The Reds continued to pound the Pirates in Game 2. Bobby Tolan was a complete mystery to Buc starter Luke Walker. Bobby began his three-hit salvo with a single in the third inning. He stole second base and wound up at third on catcher Manny Sanguillén's wild peg into center field. Walker's wild pitch permitted Tolan to score. Bobby delivered his kayo punch in the fifth, belting a home run over the wall in right-center, and capped his big day with a single off relieve Dave Giusti in the eighth.
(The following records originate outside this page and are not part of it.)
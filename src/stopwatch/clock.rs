//! Clock: Monotonic time sources for the accumulator.
//!
//! The accumulator never calls `Instant::now()` directly. It reads time
//! through the [`Clock`] trait so tests can drive it with a
//! [`ManualClock`] and check elapsed values exactly.

use std::cell::Cell;
use std::rc::Rc;
use std::time::{Duration, Instant};

/// A monotonic time source.
pub trait Clock {
    /// Sample the current instant. Successive samples never go backwards.
    fn now(&self) -> Instant;
}

/// The system monotonic clock.
#[derive(Debug, Clone, Copy, Default)]
pub struct MonotonicClock;

impl Clock for MonotonicClock {
    #[inline]
    fn now(&self) -> Instant {
        Instant::now()
    }
}

/// A clock that only moves when told to.
///
/// Clones share the same time, so a test can keep one handle and hand
/// another to the stopwatch.
///
/// ```
/// use stopwatch::stopwatch::{Clock, ManualClock};
/// use std::time::Duration;
///
/// let clock = ManualClock::new();
/// let t0 = clock.now();
/// clock.advance(Duration::from_secs(5));
/// assert_eq!(clock.now() - t0, Duration::from_secs(5));
/// ```
#[derive(Debug, Clone)]
pub struct ManualClock {
    origin: Instant,
    offset: Rc<Cell<Duration>>,
}

impl ManualClock {
    /// Create a manual clock positioned at t = 0.
    pub fn new() -> Self {
        Self {
            origin: Instant::now(),
            offset: Rc::new(Cell::new(Duration::ZERO)),
        }
    }

    /// Move the clock forward.
    pub fn advance(&self, by: Duration) {
        self.offset.set(self.offset.get() + by);
    }

    /// Move the clock forward by fractional seconds.
    pub fn advance_secs(&self, secs: f64) {
        self.advance(Duration::from_secs_f64(secs));
    }

    /// Jump to an absolute offset from t = 0.
    ///
    /// Targets earlier than the current position are ignored, the clock
    /// stays monotonic.
    pub fn set_secs(&self, secs: f64) {
        let target = Duration::from_secs_f64(secs);
        if target > self.offset.get() {
            self.offset.set(target);
        }
    }

    /// Time since t = 0.
    pub fn elapsed(&self) -> Duration {
        self.offset.get()
    }
}

impl Default for ManualClock {
    fn default() -> Self {
        Self::new()
    }
}

impl Clock for ManualClock {
    fn now(&self) -> Instant {
        self.origin + self.offset.get()
    }
}

#[cfg(test)]
mod tests {
    use super::*;

    #[test]
    fn test_manual_clock_shared_between_clones() {
        let a = ManualClock::new();
        let b = a.clone();
        let start = b.now();

        a.advance(Duration::from_millis(250));
        assert_eq!(b.now() - start, Duration::from_millis(250));
    }

    #[test]
    fn test_manual_clock_never_goes_back() {
        let clock = ManualClock::new();
        clock.set_secs(10.0);
        clock.set_secs(3.0);
        assert_eq!(clock.elapsed(), Duration::from_secs(10));
    }

    #[test]
    fn test_monotonic_clock_non_decreasing() {
        let clock = MonotonicClock;
        let a = clock.now();
        let b = clock.now();
        assert!(b >= a);
    }
}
Lefty Jim Merritt, Cincinnati's lone 20-game winner, was the second-game starter. Arm trouble had kept Merritt on the shelf in the closing weeks of the regular season, but Manager Anderson had precedent going for him in this case. Merritt had beaten the Pirates six times in six starts over the two-year period. He made it seven for seven by lasting  innings this time. Carroll relieved Merritt in the sixth, but gave up two hits and had retired only one batter when Anderson signaled for Gullett.

That did it. Gullett shut off the Pirate threat immediately, striking out the side in the seventh and finishing with  hitless innings for the save.

Game 3

The Pirates started the Game 3 scoring by a run in the first inning off Tony Cloninger, who averted disaster three times before Anderson finally yanked him for a pinch-hitter in the fifth with the score 2–2. The slugging Reds uncorked their only power show of the playoffs in the first inning, Tony Pérez and Johnny Bench smacking successive homers off Bob Moose. Pirate starter Moose showed more courage than stuff in the early going. But he hung on and proceeded to halt the Reds until he had two outs in the eighth. Then he walked pinch-hitter Ty Cline and gave up a single to Pete Rose.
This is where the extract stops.